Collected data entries
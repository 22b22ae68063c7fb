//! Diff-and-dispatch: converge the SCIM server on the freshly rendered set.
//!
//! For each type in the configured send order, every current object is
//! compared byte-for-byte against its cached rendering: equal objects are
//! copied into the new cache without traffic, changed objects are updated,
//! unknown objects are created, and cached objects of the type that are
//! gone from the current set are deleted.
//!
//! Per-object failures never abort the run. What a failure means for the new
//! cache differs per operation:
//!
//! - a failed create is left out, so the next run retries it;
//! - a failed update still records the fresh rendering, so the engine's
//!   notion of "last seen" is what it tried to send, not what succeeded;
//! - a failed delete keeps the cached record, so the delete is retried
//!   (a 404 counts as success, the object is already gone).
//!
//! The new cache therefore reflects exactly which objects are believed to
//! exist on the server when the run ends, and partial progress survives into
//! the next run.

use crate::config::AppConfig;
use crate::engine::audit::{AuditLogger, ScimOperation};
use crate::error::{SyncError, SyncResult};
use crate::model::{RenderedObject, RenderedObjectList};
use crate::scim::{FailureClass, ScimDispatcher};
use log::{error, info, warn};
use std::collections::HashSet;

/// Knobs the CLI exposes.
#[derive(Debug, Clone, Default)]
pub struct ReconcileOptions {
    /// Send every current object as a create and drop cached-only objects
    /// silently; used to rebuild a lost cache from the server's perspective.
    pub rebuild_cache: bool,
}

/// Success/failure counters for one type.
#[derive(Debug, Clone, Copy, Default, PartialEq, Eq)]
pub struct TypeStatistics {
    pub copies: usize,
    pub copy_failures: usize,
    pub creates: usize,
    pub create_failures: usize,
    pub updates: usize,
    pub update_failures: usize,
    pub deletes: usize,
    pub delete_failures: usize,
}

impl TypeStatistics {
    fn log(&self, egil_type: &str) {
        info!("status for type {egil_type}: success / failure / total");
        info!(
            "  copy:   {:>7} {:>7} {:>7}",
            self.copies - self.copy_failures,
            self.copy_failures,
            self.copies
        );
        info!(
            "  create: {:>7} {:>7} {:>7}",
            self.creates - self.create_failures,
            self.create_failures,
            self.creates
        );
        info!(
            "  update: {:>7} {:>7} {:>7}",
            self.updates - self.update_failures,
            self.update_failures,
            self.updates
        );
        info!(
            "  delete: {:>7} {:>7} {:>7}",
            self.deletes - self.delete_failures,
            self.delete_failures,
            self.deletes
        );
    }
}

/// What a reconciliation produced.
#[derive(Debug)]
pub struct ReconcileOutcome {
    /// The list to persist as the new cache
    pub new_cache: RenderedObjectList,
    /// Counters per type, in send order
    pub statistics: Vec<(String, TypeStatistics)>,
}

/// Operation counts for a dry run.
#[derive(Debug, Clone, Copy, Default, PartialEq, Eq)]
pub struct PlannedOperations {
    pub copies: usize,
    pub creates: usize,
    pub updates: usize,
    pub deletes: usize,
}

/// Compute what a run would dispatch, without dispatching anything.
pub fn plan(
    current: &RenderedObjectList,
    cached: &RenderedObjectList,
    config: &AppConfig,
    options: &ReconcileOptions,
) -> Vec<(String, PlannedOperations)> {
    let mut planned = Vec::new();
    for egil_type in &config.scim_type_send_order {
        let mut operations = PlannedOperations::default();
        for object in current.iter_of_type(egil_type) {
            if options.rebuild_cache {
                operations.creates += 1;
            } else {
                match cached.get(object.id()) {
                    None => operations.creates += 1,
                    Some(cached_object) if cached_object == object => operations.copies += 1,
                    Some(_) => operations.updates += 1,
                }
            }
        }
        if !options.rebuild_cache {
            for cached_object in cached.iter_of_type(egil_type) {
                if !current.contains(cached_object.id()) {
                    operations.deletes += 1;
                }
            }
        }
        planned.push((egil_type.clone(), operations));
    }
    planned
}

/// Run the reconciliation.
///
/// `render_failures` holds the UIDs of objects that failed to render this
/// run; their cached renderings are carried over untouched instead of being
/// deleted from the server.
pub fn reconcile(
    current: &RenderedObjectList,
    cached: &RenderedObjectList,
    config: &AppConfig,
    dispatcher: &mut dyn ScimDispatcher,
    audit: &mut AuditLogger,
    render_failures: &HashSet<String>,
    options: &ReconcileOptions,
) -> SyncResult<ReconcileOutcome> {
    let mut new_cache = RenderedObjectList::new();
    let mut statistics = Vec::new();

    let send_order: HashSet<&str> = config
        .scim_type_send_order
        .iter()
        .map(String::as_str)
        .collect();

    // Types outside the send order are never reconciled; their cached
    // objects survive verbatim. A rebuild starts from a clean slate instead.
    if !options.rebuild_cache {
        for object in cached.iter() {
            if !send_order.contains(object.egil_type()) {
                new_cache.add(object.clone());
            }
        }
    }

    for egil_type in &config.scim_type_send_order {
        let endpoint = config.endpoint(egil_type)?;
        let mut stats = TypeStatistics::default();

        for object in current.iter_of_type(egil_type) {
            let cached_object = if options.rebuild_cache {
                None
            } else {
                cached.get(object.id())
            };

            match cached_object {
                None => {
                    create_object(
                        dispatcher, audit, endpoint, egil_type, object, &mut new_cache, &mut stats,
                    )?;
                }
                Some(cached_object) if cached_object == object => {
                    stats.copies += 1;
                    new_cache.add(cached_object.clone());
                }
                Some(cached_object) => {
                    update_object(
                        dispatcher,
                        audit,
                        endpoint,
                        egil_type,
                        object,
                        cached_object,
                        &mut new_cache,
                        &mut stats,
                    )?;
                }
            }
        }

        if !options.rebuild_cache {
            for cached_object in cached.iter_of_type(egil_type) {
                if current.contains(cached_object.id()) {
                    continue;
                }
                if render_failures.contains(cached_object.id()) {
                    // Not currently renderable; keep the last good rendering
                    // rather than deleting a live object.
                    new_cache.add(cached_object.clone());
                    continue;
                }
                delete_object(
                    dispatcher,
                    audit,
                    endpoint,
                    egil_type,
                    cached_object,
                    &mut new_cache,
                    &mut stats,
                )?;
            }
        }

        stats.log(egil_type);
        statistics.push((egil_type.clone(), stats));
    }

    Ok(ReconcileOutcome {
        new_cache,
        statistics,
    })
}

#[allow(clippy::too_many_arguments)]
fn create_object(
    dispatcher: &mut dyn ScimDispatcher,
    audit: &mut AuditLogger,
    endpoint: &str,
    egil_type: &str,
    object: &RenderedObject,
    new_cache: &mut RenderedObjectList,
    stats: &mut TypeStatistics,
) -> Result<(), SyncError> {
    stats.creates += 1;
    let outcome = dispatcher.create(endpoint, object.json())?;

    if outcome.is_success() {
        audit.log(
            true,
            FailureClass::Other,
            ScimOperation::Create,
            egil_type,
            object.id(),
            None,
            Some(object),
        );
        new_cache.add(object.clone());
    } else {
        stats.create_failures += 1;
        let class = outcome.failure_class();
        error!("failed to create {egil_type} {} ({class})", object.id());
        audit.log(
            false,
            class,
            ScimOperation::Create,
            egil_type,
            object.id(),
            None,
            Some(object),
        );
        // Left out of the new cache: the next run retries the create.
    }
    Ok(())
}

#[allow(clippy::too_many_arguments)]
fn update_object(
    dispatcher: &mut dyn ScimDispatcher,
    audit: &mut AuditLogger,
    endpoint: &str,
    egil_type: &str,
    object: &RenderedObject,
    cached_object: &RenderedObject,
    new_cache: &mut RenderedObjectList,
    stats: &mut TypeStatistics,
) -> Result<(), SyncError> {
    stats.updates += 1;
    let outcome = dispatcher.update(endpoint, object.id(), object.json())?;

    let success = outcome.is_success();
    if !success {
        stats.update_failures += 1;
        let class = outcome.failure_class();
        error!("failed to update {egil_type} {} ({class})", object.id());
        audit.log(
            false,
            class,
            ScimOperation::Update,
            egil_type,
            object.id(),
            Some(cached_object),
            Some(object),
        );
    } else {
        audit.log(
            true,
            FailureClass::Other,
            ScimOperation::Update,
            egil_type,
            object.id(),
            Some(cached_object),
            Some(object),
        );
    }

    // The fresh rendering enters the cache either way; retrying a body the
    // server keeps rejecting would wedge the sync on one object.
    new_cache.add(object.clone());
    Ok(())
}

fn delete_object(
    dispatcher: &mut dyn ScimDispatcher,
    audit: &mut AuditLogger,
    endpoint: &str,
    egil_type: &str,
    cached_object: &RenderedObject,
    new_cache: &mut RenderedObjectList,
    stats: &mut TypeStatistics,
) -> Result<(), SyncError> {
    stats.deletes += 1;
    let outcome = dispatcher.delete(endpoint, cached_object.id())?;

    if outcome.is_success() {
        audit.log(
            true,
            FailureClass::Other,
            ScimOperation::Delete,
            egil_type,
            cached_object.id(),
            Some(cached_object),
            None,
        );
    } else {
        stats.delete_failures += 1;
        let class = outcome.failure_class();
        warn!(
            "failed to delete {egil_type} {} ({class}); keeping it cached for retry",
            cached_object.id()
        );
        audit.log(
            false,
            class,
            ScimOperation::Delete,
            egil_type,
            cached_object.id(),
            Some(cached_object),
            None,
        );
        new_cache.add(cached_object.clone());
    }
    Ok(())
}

Your instructions
The expected answer is a copy of each line in the records that holds the word "String".

Solution to this task
    pub statistics: Vec<(String, TypeStatistics)>,
) -> Vec<(String, PlannedOperations)> {
    render_failures: &HashSet<String>,
        .map(String::as_str)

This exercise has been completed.